When I started training a machine-learned trailing stop model, I assumed the hard part was the model.
I was wrong.
The hard part was futures contracts.
The Quarterly Amnesia of Futures Data
Every few months, futures contracts roll:
- ES 12-25
- ES 03-26
- ES 06-26
- ES 09-26
Traders switch to the new contract. Liquidity moves. The old contract fades into history.
But machine learning models don’t know that unless you tell them.
To a model, ES 12-25 and ES 03-26 are just rows in a dataset.
That’s the trap.
What I Thought Was Happening
My mental model was simple:
“Price is price. The contract changed, but the market didn’t.”
So I trained a Random Forest on ES 12-25 data and deployed it on ES 03-26.
It worked.
Then it quietly degraded.
What Was Actually Happening
NinjaTrader exports raw contract prices.
There is no back-adjustment.
No continuous series.
No hidden stitching.
That means rollover introduces:
- Price level jumps
- ATR regime shifts
- EMA discontinuities
- Structural breaks in features
To a machine learning model, that looks like a regime change.
But it’s not market behavior.
It’s a data artifact.
The Indicator Distortion Problem
I was feeding the model features like:
- Distance to EMA
- EMA slope
- ATR
- Bar range
These are scale-sensitive.
At rollover:
- EMA resets to a new price regime
- ATR can spike or compress
- Distance-to-EMA distributions shift
So the model learned patterns that didn’t exist anymore.
It wasn’t overfitting.
It was being fed a different world.
Why This Breaks Trailing Stops First
Entries are often robust to small distribution shifts.
Trailing stops are not.
Trailing stops depend on:
- Microstructure volatility
- Local noise patterns
- Path behavior after entry
Rollover changes all of that subtly.
The model starts tightening too aggressively.

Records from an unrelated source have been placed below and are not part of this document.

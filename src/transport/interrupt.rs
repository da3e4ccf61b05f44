//! # Interrupt Dispatch
//!
//! Routes raw interrupt signals to per-pipe deferred handlers and to the
//! firmware-error path. The interrupt-context entry points
//! ([`Dispatcher::handle_msi`], [`Dispatcher::handle_line_interrupt`]) never
//! block; the actual completion draining runs on a dedicated worker thread,
//! the moral equivalent of the bottom halves this design replaces.
//!
//! In message-signaled mode every vector is statically bound to one cause:
//! vector 0 is reserved for firmware errors, vectors 1..=N map to pipes. In
//! legacy line mode a shared line forces a disambiguation step against the
//! cause register before acting.

use std::sync::mpsc::{self, Sender};
use std::sync::Arc;
use std::thread::{self, JoinHandle};

use tracing::{debug, trace, warn};

use super::channel::ChannelError;
use super::constants::{fw_indicator, intr, reg, CHANNEL_COUNT_MAX, RX_POST_RETRY_INTERVAL};
use super::pipes::{Pipe, PipeId};
use super::timer::OneshotTimer;
use super::Shared;

/// One cause signal on its way to the deferred worker.
#[derive(Debug, Clone, Copy, PartialEq, Eq)]
pub(crate) enum IrqEvent {
    /// Completions are pending on a pipe.
    Pipe(PipeId),
    /// The firmware signalled a fatal error.
    FirmwareError,
    /// The receive-replenish retry timer fired.
    RxRetry,
    /// Stop the worker.
    Shutdown,
}

/// Map an MSI vector to its statically assigned cause.
fn decode_msi(vector: u32, granted: u32) -> Option<IrqEvent> {
    if vector >= granted {
        return None;
    }

    if vector == intr::MSI_VEC_FIRMWARE {
        return Some(IrqEvent::FirmwareError);
    }

    let channel = vector - intr::MSI_VEC_CHANNEL_BASE;
    if channel < CHANNEL_COUNT_MAX as u32 {
        Some(IrqEvent::Pipe(PipeId(channel as u8)))
    } else {
        None
    }
}

/// The deferred interrupt worker plus its feed queue.
#[derive(Debug)]
pub(crate) struct Dispatcher {
    shared: Arc<Shared>,
    tx: Sender<IrqEvent>,
    worker: Option<JoinHandle<()>>,
    rx_retry: Arc<OneshotTimer>,
    /// Number of granted MSI vectors; 0 selects legacy line mode.
    msi_vectors: u32,
}

impl Dispatcher {
    pub(crate) fn new(shared: Arc<Shared>, msi_vectors: u32) -> Self {
        let (tx, rx) = mpsc::channel();

        let rx_retry = {
            let tx = tx.clone();
            Arc::new(OneshotTimer::new("rx-post-retry", move || {
                // The worker may already be gone during shutdown.
                let _ = tx.send(IrqEvent::RxRetry);
            }))
        };

        let worker = {
            let shared = Arc::clone(&shared);
            let rx_retry = Arc::clone(&rx_retry);
            thread::Builder::new()
                .name("irq-dispatch".to_owned())
                .spawn(move || {
                    while let Ok(event) = rx.recv() {
                        match event {
                            IrqEvent::Shutdown => break,
                            IrqEvent::Pipe(id) => service_pipe(&shared, id, &rx_retry),
                            IrqEvent::FirmwareError => firmware_fault(&shared),
                            IrqEvent::RxRetry => retry_rx_posts(&shared, &rx_retry),
                        }
                    }
                })
                .expect("failed to spawn dispatch thread")
        };

        Self {
            shared,
            tx,
            worker: Some(worker),
            rx_retry,
            msi_vectors,
        }
    }

    /// Entry point for one message-signaled interrupt. Non-blocking.
    pub(crate) fn handle_msi(&self, vector: u32) {
        match decode_msi(vector, self.msi_vectors) {
            Some(event) => {
                let _ = self.tx.send(event);
            }
            None => warn!(vector, granted = self.msi_vectors, "unassigned MSI vector"),
        }
    }

    /// Entry point for the shared legacy line. Returns true if this device
    /// raised the interrupt. Non-blocking.
    ///
    /// A device that raised the line is awake, so failing to take a
    /// non-blocking wake reference classifies the signal as shared-line
    /// noise without touching any register.
    pub(crate) fn handle_line_interrupt(&self) -> bool {
        let Some(_wake) = self.shared.power.wake_if_awake() else {
            return false;
        };

        let cause = self.shared.regs.read32(reg::INTR_CAUSE);
        let relevant = cause & (intr::CHANNEL_MASK_ALL | intr::FIRMWARE_MASK);
        if relevant == 0 {
            return false;
        }

        self.shared.regs.write32(reg::INTR_CLEAR, relevant);

        if relevant & intr::FIRMWARE_MASK != 0 {
            let _ = self.tx.send(IrqEvent::FirmwareError);
        }
        for channel in 0..CHANNEL_COUNT_MAX as u8 {
            if relevant & intr::channel_mask(channel) != 0 {
                let _ = self.tx.send(IrqEvent::Pipe(PipeId(channel)));
            }
        }

        true
    }

    /// Arm the receive-replenish retry from outside the worker (used when
    /// initial buffer provisioning hits a transient failure).
    pub(crate) fn arm_rx_retry(&self) {
        self.rx_retry.arm(RX_POST_RETRY_INTERVAL);
    }

    /// Stop the worker and wait for it. Idempotent.
    pub(crate) fn shutdown(&mut self) {
        if let Some(worker) = self.worker.take() {
            let _ = self.tx.send(IrqEvent::Shutdown);
            let _ = worker.join();
        }
    }
}

impl Drop for Dispatcher {
    fn drop(&mut self) {
        self.shutdown();
    }
}

/// Top up a pipe's posted receive buffers.
///
/// Returns `Err(ChannelError::Exhausted)` when the deficit could not be
/// cleared and a retry is warranted.
pub(crate) fn replenish_rx(pipe: &Pipe) -> Result<(), ChannelError> {
    while pipe.rx_deficit() > 0 {
        match pipe.channel().post_recv(pipe.buf_size()) {
            Ok(()) => pipe.rx_reposted(),
            Err(err) => return Err(err),
        }
    }

    Ok(())
}

/// Drain one pipe's completions and replenish its receive side.
fn service_pipe(shared: &Shared, id: PipeId, rx_retry: &OneshotTimer) {
    // Clone the routing table out so no registry-adjacent lock is held
    // while upcalls run.
    let Some(routing) = shared.routing.lock().unwrap().clone() else {
        warn!(%id, "completion signal before configuration, dropped");
        return;
    };

    if routing.diag_pipe == id {
        // The diagnostic path polls its own completions synchronously.
        trace!(%id, "completion signal on diagnostic pipe ignored");
        return;
    }

    let Some(pipe) = shared.registry.get(id) else {
        warn!(%id, "completion signal for unallocated pipe, dropped");
        return;
    };

    while let Some(completion) = pipe.channel().complete_send() {
        pipe.return_send_credit();
        trace!(%id, bytes = completion.bytes, "send completed");
        if let Some(service) = routing.service_for_out_pipe(id) {
            shared.sink.send_complete(service);
        }
    }

    while let Some(recv) = pipe.channel().complete_recv() {
        pipe.recv_delivered();
        match routing.service_for_in_pipe(id) {
            Some(service) => shared.sink.frame_received(service, recv.frame),
            None => warn!(%id, "inbound frame on unrouted pipe, dropped"),
        }
    }

    if let Err(err) = replenish_rx(&pipe) {
        debug!(%id, %err, "receive replenish failed, retry armed");
        rx_retry.arm(RX_POST_RETRY_INTERVAL);
    }
}

/// Retry receive-buffer provisioning on every pipe that still owes buffers.
fn retry_rx_posts(shared: &Shared, rx_retry: &OneshotTimer) {
    let mut failed = false;
    for pipe in shared.registry.pipes() {
        if pipe.direction().has_in() && replenish_rx(&pipe).is_err() {
            failed = true;
        }
    }

    if failed {
        rx_retry.arm(RX_POST_RETRY_INTERVAL);
    }
}

/// Handle a firmware-fatal signal: acknowledge the indicator if the device
/// is reachable and surface the failure upward. Never retried locally; the
/// owning system decides about a full reset.
fn firmware_fault(shared: &Shared) {
    if let Some(_wake) = shared.power.wake_if_awake() {
        let indicator = shared.regs.read32(reg::FW_INDICATOR);
        if indicator & fw_indicator::EVENT_PENDING != 0 {
            shared
                .regs
                .write32(reg::FW_INDICATOR, indicator & !fw_indicator::EVENT_PENDING);
        }
    }

    warn!("firmware signalled a fatal error");
    shared.sink.firmware_fault();
}
//! # Host/Firmware Wire Formats
//!
//! Fixed-layout little-endian records shared with the device firmware. The
//! firmware reads the pipe-configuration table and the service-to-pipe
//! routing table at its own startup, asynchronously to the host, so a layout
//! mismatch silently corrupts traffic. To keep layout bugs testable in
//! isolation, every record is an explicit serialize/deserialize pair over a
//! byte buffer, never a memory overlay.

use thiserror::Error;

/// Errors produced while decoding wire records.
#[derive(Debug, Error, Clone, PartialEq, Eq)]
pub enum WireError {
    /// The buffer is too short for the record.
    #[error("truncated record: need {need} bytes, got {got}")]
    Truncated {
        /// Required length.
        need: usize,
        /// Available length.
        got: usize,
    },

    /// A direction field holds a value outside 0..=3.
    #[error("invalid pipe direction encoding {0}")]
    BadDirection(u32),
}

/// Direction of a pipe, relative to the host.
///
/// `In` carries device-to-host traffic (the receive direction), `Out` carries
/// host-to-device traffic (the transmit direction).
#[derive(Debug, Clone, Copy, PartialEq, Eq)]
pub enum PipeDir {
    /// The pipe carries no traffic.
    None,
    /// Device-to-host.
    In,
    /// Host-to-device.
    Out,
    /// Both directions.
    InOut,
}

impl PipeDir {
    /// The wire encoding of this direction.
    #[must_use]
    pub const fn encode(self) -> u32 {
        match self {
            Self::None => 0,
            Self::In => 1,
            Self::Out => 2,
            Self::InOut => 3,
        }
    }

    /// Decode a direction from its wire encoding.
    pub const fn decode(value: u32) -> Result<Self, WireError> {
        match value {
            0 => Ok(Self::None),
            1 => Ok(Self::In),
            2 => Ok(Self::Out),
            3 => Ok(Self::InOut),
            other => Err(WireError::BadDirection(other)),
        }
    }

    /// Return true if a pipe declared with direction `self` can carry traffic
    /// in direction `other`.
    #[must_use]
    pub const fn covers(self, other: Self) -> bool {
        matches!(
            (self, other),
            (Self::InOut, Self::In | Self::Out | Self::InOut)
                | (Self::In, Self::In)
                | (Self::Out, Self::Out)
        )
    }

    /// Return true if the pipe receives device-to-host traffic.
    #[must_use]
    pub const fn has_in(self) -> bool {
        matches!(self, Self::In | Self::InOut)
    }

    /// Return true if the pipe sends host-to-device traffic.
    #[must_use]
    pub const fn has_out(self) -> bool {
        matches!(self, Self::Out | Self::InOut)
    }
}

/// Identifier of a logical traffic class (service).
#[derive(Debug, Clone, Copy, PartialEq, Eq, PartialOrd, Ord, Hash)]
pub struct ServiceId(pub u32);

/// The well-known services of the surrounding driver.
pub mod service {
    use super::ServiceId;

    /// Transport-internal control messages.
    pub const CONTROL: ServiceId = ServiceId(1);

    /// Management commands to the firmware and their event replies.
    pub const COMMAND: ServiceId = ServiceId(2);

    /// Bulk data frames.
    pub const DATA: ServiceId = ServiceId(3);
}

/// One entry of the pipe-configuration table, as read by firmware.
///
/// All fields are 32-bit little-endian quantities to facilitate device
/// access.
#[derive(Debug, Clone, Copy, PartialEq, Eq)]
pub struct PipeConfigRecord {
    /// The pipe this record configures.
    pub pipe_num: u32,
    /// Direction of the pipe, relative to the host.
    pub direction: PipeDir,
    /// Number of descriptor entries in the channel.
    pub entry_count: u32,
    /// Maximum transfer size in bytes.
    pub max_transfer: u32,
    /// Attribute flags. Currently always zero.
    pub flags: u32,
}

impl PipeConfigRecord {
    /// Serialized size of one record in bytes.
    pub const WIRE_SIZE: usize = 24;

    /// Append the wire encoding of this record to `buf`.
    pub fn serialize(&self, buf: &mut Vec<u8>) {
        buf.extend_from_slice(&self.pipe_num.to_le_bytes());
        buf.extend_from_slice(&self.direction.encode().to_le_bytes());
        buf.extend_from_slice(&self.entry_count.to_le_bytes());
        buf.extend_from_slice(&self.max_transfer.to_le_bytes());
        buf.extend_from_slice(&self.flags.to_le_bytes());
        // Reserved trailing word, must be zero.
        buf.extend_from_slice(&0u32.to_le_bytes());
    }

    /// Decode one record from the start of `buf`.
    pub fn deserialize(buf: &[u8]) -> Result<Self, WireError> {
        let words = read_le_words::<6>(buf)?;

        Ok(Self {
            pipe_num: words[0],
            direction: PipeDir::decode(words[1])?,
            entry_count: words[2],
            max_transfer: words[3],
            flags: words[4],
        })
    }
}

/// One entry of the service-to-pipe routing table, as read by firmware.
#[derive(Debug, Clone, Copy, PartialEq, Eq)]
pub struct ServiceRouteEntry {
    /// The logical service this route applies to.
    pub service: ServiceId,
    /// The direction of traffic covered by this route.
    pub direction: PipeDir,
    /// The pipe that carries the traffic.
    pub pipe_num: u32,
}

impl ServiceRouteEntry {
    /// Serialized size of one entry in bytes.
    pub const WIRE_SIZE: usize = 12;

    /// Append the wire encoding of this entry to `buf`.
    pub fn serialize(&self, buf: &mut Vec<u8>) {
        buf.extend_from_slice(&self.service.0.to_le_bytes());
        buf.extend_from_slice(&self.direction.encode().to_le_bytes());
        buf.extend_from_slice(&self.pipe_num.to_le_bytes());
    }

    /// Decode one entry from the start of `buf`.
    pub fn deserialize(buf: &[u8]) -> Result<Self, WireError> {
        let words = read_le_words::<3>(buf)?;

        Ok(Self {
            service: ServiceId(words[0]),
            direction: PipeDir::decode(words[1])?,
            pipe_num: words[2],
        })
    }
}

/// Operations carried in a diagnostic request frame.
#[derive(Debug, Clone, Copy, PartialEq, Eq)]
pub enum DiagOp {
    /// Copy device memory to the host.
    Read,
    /// Copy host bytes into device memory.
    Write,
}

impl DiagOp {
    const fn encode(self) -> u32 {
        match self {
            Self::Read => 1,
            Self::Write => 2,
        }
    }
}

/// Header of a diagnostic request or response frame.
///
/// A read request is the bare header; the response echoes the header followed
/// by `length` payload bytes. A write request is the header followed by
/// `length` payload bytes; the response is the bare header and serves as the
/// acknowledgment.
#[derive(Debug, Clone, Copy, PartialEq, Eq)]
pub struct DiagHeader {
    /// Requested operation.
    pub op: DiagOp,
    /// Device memory address.
    pub address: u32,
    /// Payload length in bytes.
    pub length: u32,
}

impl DiagHeader {
    /// Serialized size of the header in bytes.
    pub const WIRE_SIZE: usize = 12;

    /// Append the wire encoding of this header to `buf`.
    pub fn serialize(&self, buf: &mut Vec<u8>) {
        buf.extend_from_slice(&self.op.encode().to_le_bytes());
        buf.extend_from_slice(&self.address.to_le_bytes());
        buf.extend_from_slice(&self.length.to_le_bytes());
    }

    /// Decode a header from the start of `buf`.
    pub fn deserialize(buf: &[u8]) -> Result<Self, WireError> {
        let words = read_le_words::<3>(buf)?;

        let op = match words[0] {
            1 => DiagOp::Read,
            2 => DiagOp::Write,
            // Reuse the direction error shape; an unknown op is equally a
            // framing failure.
            other => return Err(WireError::BadDirection(other)),
        };

        Ok(Self {
            op,
            address: words[1],
            length: words[2],
        })
    }
}

/// Read `N` consecutive little-endian 32-bit words from the start of `buf`.
fn read_le_words<const N: usize>(buf: &[u8]) -> Result<[u32; N], WireError> {
    let need = N * 4;
    if buf.len() < need {
        return Err(WireError::Truncated {
            need,
            got: buf.len(),
        });
    }

    let mut words = [0u32; N];
    for (i, word) in words.iter_mut().enumerate() {
        // The slice bounds were checked above.
        let bytes: [u8; 4] = buf[i * 4..i * 4 + 4].try_into().unwrap();
        *word = u32::from_le_bytes(bytes);
    }

    Ok(words)
}

#[cfg(test)]
mod tests {
    use super::*;
    use proptest::prelude::*;

    #[test]
    fn pipe_config_record_layout() {
        let record = PipeConfigRecord {
            pipe_num: 3,
            direction: PipeDir::Out,
            entry_count: 32,
            max_transfer: 2048,
            flags: 0,
        };

        let mut buf = Vec::new();
        record.serialize(&mut buf);

        assert_eq!(buf.len(), PipeConfigRecord::WIRE_SIZE);
        // Spot-check the layout against the firmware contract: pipe number
        // first, then direction, entries, max transfer, flags, reserved.
        assert_eq!(&buf[0..4], &3u32.to_le_bytes());
        assert_eq!(&buf[4..8], &2u32.to_le_bytes());
        assert_eq!(&buf[8..12], &32u32.to_le_bytes());
        assert_eq!(&buf[12..16], &2048u32.to_le_bytes());
        assert_eq!(&buf[20..24], &[0, 0, 0, 0]);

        assert_eq!(PipeConfigRecord::deserialize(&buf), Ok(record));
    }

    #[test]
    fn service_route_entry_layout() {
        let entry = ServiceRouteEntry {
            service: service::COMMAND,
            direction: PipeDir::In,
            pipe_num: 2,
        };

        let mut buf = Vec::new();
        entry.serialize(&mut buf);

        assert_eq!(buf.len(), ServiceRouteEntry::WIRE_SIZE);
        assert_eq!(&buf[0..4], &service::COMMAND.0.to_le_bytes());
        assert_eq!(&buf[4..8], &1u32.to_le_bytes());
        assert_eq!(&buf[8..12], &2u32.to_le_bytes());

        assert_eq!(ServiceRouteEntry::deserialize(&buf), Ok(entry));
    }

    #[test]
    fn truncated_records_are_rejected() {
        let err = PipeConfigRecord::deserialize(&[0u8; 10]);
        assert_eq!(err, Err(WireError::Truncated { need: 24, got: 10 }));

        let err = ServiceRouteEntry::deserialize(&[]);
        assert_eq!(err, Err(WireError::Truncated { need: 12, got: 0 }));
    }

    #[test]
    fn bad_direction_is_rejected() {
        let mut buf = Vec::new();
        ServiceRouteEntry {
            service: ServiceId(9),
            direction: PipeDir::None,
            pipe_num: 0,
        }
        .serialize(&mut buf);
        buf[4..8].copy_from_slice(&7u32.to_le_bytes());

        assert_eq!(
            ServiceRouteEntry::deserialize(&buf),
            Err(WireError::BadDirection(7))
        );
    }

    #[test]
    fn direction_subsumption() {
        assert!(PipeDir::InOut.covers(PipeDir::In));
        assert!(PipeDir::InOut.covers(PipeDir::Out));
        assert!(PipeDir::In.covers(PipeDir::In));
        assert!(!PipeDir::In.covers(PipeDir::Out));
        assert!(!PipeDir::Out.covers(PipeDir::InOut));
        assert!(!PipeDir::None.covers(PipeDir::In));
    }

    #[test]
    fn diag_header_roundtrip() {
        let header = DiagHeader {
            op: DiagOp::Write,
            address: 0x0040_0000,
            length: 2048,
        };

        let mut buf = Vec::new();
        header.serialize(&mut buf);
        buf.extend_from_slice(&[0xAB; 16]); // trailing payload is ignored

        assert_eq!(DiagHeader::deserialize(&buf), Ok(header));
    }

    proptest! {
        #[test]
        fn direction_decode_inverts_encode(raw in 0u32..=3) {
            let dir = PipeDir::decode(raw).unwrap();
            prop_assert_eq!(dir.encode(), raw);
        }

        #[test]
        fn covers_implies_component_direction(a in 0u32..=3, b in 0u32..=3) {
            let a = PipeDir::decode(a).unwrap();
            let b = PipeDir::decode(b).unwrap();

            // A pipe that covers a route direction must provide every
            // component (in/out) that the route needs.
            if a.covers(b) {
                prop_assert!(!b.has_in() || a.has_in());
                prop_assert!(!b.has_out() || a.has_out());
            }
        }
    }
}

Or not aggressively enough.
Or at the wrong times.
The equity curve doesn’t explode.
It quietly decays.
That’s the dangerous part.
Continuous Contracts vs Real Contracts
Data vendors offer continuous futures contracts that stitch rolls together.
They look clean.
They are useful for research.
But they are synthetic.
Back-adjusted prices change history.
Indicators computed on them are not what traders actually traded.
For execution models—especially stops—I decided:
Train on the contract I actually traded.
My Production Rule
This became a hard rule in my system:
Retrain Machine B at every contract roll.
In practice:
- Export ES 03-26 data when ES 03-26 becomes front contract
- Train on recent weeks of ES 03-26 only
- Validate on recent ES 03-26 only
- Never mix contracts blindly
It’s boring.
It’s manual.
It works.
A Subtle but Important Fix
To make models more stable across contracts, I normalized key features:
- Distance-to-EMA / ATR
- EMA slope / ATR
- Bar range / ATR
This makes the model care about structure, not absolute price levels.
The Engineering Lesson
Futures rollovers are not a trading problem.
They are a data engineering problem.
If you ignore them:
- Your model performance decays
- Your backtests lie
- Your production system diverges from research
If you engineer around them:
- Your models survive contract boundaries
- Your research matches live trading
- Your equity curve becomes explainable
What Comes Next
Rollover was only half the data problem.
The next trap was sessions:
- RTH vs ETH
- Liquidity regimes
- Volatility regimes
- Distribution mismatch
In the next post, I’ll explain why training on overnight data when you only trade RTH quietly sabotages your model—and how I fixed it.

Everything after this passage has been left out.